A media campaign that focused on late-term abortion could also make it easier for pro-lifers to seize the political middle. The current media environment allows pro-choicers to seem moderate even when they are extreme. The president opposed the Born-Alive Infants Protection Act, but somehow the top abortion-related issue of 2012 was abortions in case of rape. In the current media environment, pro-choicers usually get to pick their fights, and they will naturally try to pick fights that will make the pro-choice side appealing to moderates. Focusing on incremental abortion restrictions and the humanity of the late-term fetus would remind moderates of what they find disturbing about abortion and reveal the radicalism of many Democratic politicians.
A national media campaign would also lift some of the burden off pro-life politicians. The public won’t necessarily thank a politician who brings up abortion. This means that pro-life candidates are often in the position of having to either bring up the abortion issue out of nowhere or wait to answer a debate question framed by a pro-choice journalist. Even when a pro-life politician comments on abortion, the reporting on the comment will usually be filtered by pro-choice journalists, and the extent of the media coverage of a pro-lifer’s comment will often be proportional to how self-destructive it is. Todd Akin’s gaffe is now more widely remembered than Henry Hyde’s entire career. This dynamic raises the costs for pro-lifers while allowing radical pro-choice politicians to fudge their records. Obama does not have to worry about many follow-up questions regarding his history with the Born-Alive Infants Protection Act.
That is where a well-funded media campaign could be so helpful. A media campaign can act as a heat taker. Many people did not want to hear about gay marriage either, and it was not the rhetoric of politicians that was most responsible for shifting public opinion on that issue. Messages in the wider culture made people aware of the arguments for gay marriage. Those arguments were made by people who were not running for office. They did not have to worry (as a politician would) about seeming obsessed with the issue. They could focus on making the public aware of the arguments.

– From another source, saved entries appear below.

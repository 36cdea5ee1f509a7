//! Warm-transfer client contract and the development mock.

use std::collections::HashMap;

use async_trait::async_trait;
use dashmap::DashMap;
use haven_types::{
    Resource, RiskSeverity, SessionId, TransferId, TransferRecord, TransferStatus,
};

use crate::error::EscalationError;

/// Context handed to the receiving resource alongside the transfer.
#[derive(Debug, Clone, Default)]
pub struct TransferContext {
    /// Last known risk level for the session.
    pub risk_level: Option<RiskSeverity>,
    /// Short handoff summary (already redacted by the caller).
    pub summary: Option<String>,
    pub metadata: HashMap<String, serde_json::Value>,
}

/// Client for the warm-transfer service. Remote; every call may fail.
#[async_trait]
pub trait WarmTransferClient: Send + Sync {
    async fn initiate(
        &self,
        session_id: &SessionId,
        resource: &Resource,
        context: &TransferContext,
    ) -> Result<TransferRecord, EscalationError>;

    async fn status(&self, transfer_id: &TransferId) -> Result<TransferRecord, EscalationError>;

    async fn cancel(&self, transfer_id: &TransferId) -> Result<bool, EscalationError>;
}

/// How the mock behaves across status polls.
#[derive(Debug, Clone, Copy, PartialEq, Eq)]
enum MockBehavior {
    /// Advance one rung per poll up to `Connected`.
    Progressing,
    /// Stay `Pending` forever (exercise timeouts).
    Stalled,
    /// Every call errors (exercise fallback paths).
    Failing,
}

/// Deterministic in-process transfer client for tests and development.
pub struct MockTransferClient {
    behavior: MockBehavior,
    transfers: DashMap<TransferId, TransferRecord>,
    estimated_wait_minutes: u32,
}

impl MockTransferClient {
    /// Transfers progress Pending → Routing → Connected, one rung per poll.
    pub fn progressing() -> Self {
        Self {
            behavior: MockBehavior::Progressing,
            transfers: DashMap::new(),
            estimated_wait_minutes: 5,
        }
    }

    /// Transfers never leave `Pending`.
    pub fn stalled() -> Self {
        Self {
            behavior: MockBehavior::Stalled,
            transfers: DashMap::new(),
            estimated_wait_minutes: 5,
        }
    }

    /// Every call fails.
    pub fn failing() -> Self {
        Self {
            behavior: MockBehavior::Failing,
            transfers: DashMap::new(),
            estimated_wait_minutes: 5,
        }
    }

    /// Force a transfer's reported status (test hook; the coordinator must
    /// discard regressions on its own).
    pub fn set_status(&self, transfer_id: &TransferId, status: TransferStatus) {
        if let Some(mut record) = self.transfers.get_mut(transfer_id) {
            record.status = status;
        }
    }
}

impl Default for MockTransferClient {
    fn default() -> Self {
        Self::progressing()
    }
}

#[async_trait]
impl WarmTransferClient for MockTransferClient {
    async fn initiate(
        &self,
        session_id: &SessionId,
        resource: &Resource,
        _context: &TransferContext,
    ) -> Result<TransferRecord, EscalationError> {
        if self.behavior == MockBehavior::Failing {
            return Err(EscalationError::Transfer("mock initiate failure".into()));
        }
        let record = TransferRecord::new(
            session_id.clone(),
            resource.id.clone(),
            self.estimated_wait_minutes,
        );
        self.transfers.insert(record.id.clone(), record.clone());
        Ok(record)
    }

    async fn status(&self, transfer_id: &TransferId) -> Result<TransferRecord, EscalationError> {
        if self.behavior == MockBehavior::Failing {
            return Err(EscalationError::Transfer("mock status failure".into()));
        }
        let mut record = self
            .transfers
            .get_mut(transfer_id)
            .ok_or_else(|| EscalationError::UnknownTransfer(transfer_id.clone()))?;

        if self.behavior == MockBehavior::Progressing {
            record.status = match record.status {
                TransferStatus::Pending => TransferStatus::Routing,
                TransferStatus::Routing => TransferStatus::Connected,
                other => other,
            };
        }
        Ok(record.clone())
    }

    async fn cancel(&self, transfer_id: &TransferId) -> Result<bool, EscalationError> {
        if self.behavior == MockBehavior::Failing {
            return Err(EscalationError::Transfer("mock cancel failure".into()));
        }
        match self.transfers.get_mut(transfer_id) {
            Some(mut record) if !record.status.is_terminal() => {
                record.status = TransferStatus::Cancelled;
                Ok(true)
            }
            _ => Ok(false),
        }
    }
}

#[cfg(test)]
mod tests {
    use super::*;
    use crate::directory::StaticDirectory;

    fn a_resource() -> Resource {
        StaticDirectory::builtin().crisis_lookup("US").remove(0)
    }

    #[tokio::test]
    async fn progressing_mock_walks_the_ladder() {
        let client = MockTransferClient::progressing();
        let record = client
            .initiate(&SessionId::generate(), &a_resource(), &TransferContext::default())
            .await
            .unwrap();
        assert_eq!(record.status, TransferStatus::Pending);

        let s1 = client.status(&record.id).await.unwrap();
        assert_eq!(s1.status, TransferStatus::Routing);
        let s2 = client.status(&record.id).await.unwrap();
        assert_eq!(s2.status, TransferStatus::Connected);
        let s3 = client.status(&record.id).await.unwrap();
        assert_eq!(s3.status, TransferStatus::Connected);
    }

    #[tokio::test]
    async fn stalled_mock_never_advances() {
        let client = MockTransferClient::stalled();
        let record = client
            .initiate(&SessionId::generate(), &a_resource(), &TransferContext::default())
            .await
            .unwrap();
        for _ in 0..3 {
            let s = client.status(&record.id).await.unwrap();
            assert_eq!(s.status, TransferStatus::Pending);
        }
    }

    #[tokio::test]
    async fn cancel_marks_cancelled_once() {
        let client = MockTransferClient::progressing();
        let record = client
            .initiate(&SessionId::generate(), &a_resource(), &TransferContext::default())
            .await
            .unwrap();
        assert!(client.cancel(&record.id).await.unwrap());
        assert!(!client.cancel(&record.id).await.unwrap());
    }
}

It would not matter if journalists, entertainers, and Democratic politicians denounced a media campaign that focused on the humanity of the late-term fetus. It would only matter that the information got out, that more people visually identified the late-term fetus as a human being, and that the American people knew about politicians who would allow those children to be destroyed at will. It would also make it easier for pro-life candidates to talk about abortion. Right now, for some fraction of the population, all they know about a pro-lifer’s position on abortion is what they hear during a debate. Two minutes is too short for all but the most talented politician to start a conversation and explain a policy agenda in a hostile environment. If more of the public were aware of the arguments for incremental abortion restrictions (and the reality of late-term abortion), a pro-life candidate would not have to start from square one as to either sentiment or policy.
Pro-life donors could make it easier for pro-life politicians to talk about abortion. Pro-life donors could raise the political costs for pro-choice radicalism. Pro-life donors could change minds and help change policy. They would finally be getting something for their money.
— Pete Spiliakos is a columnist for First Things.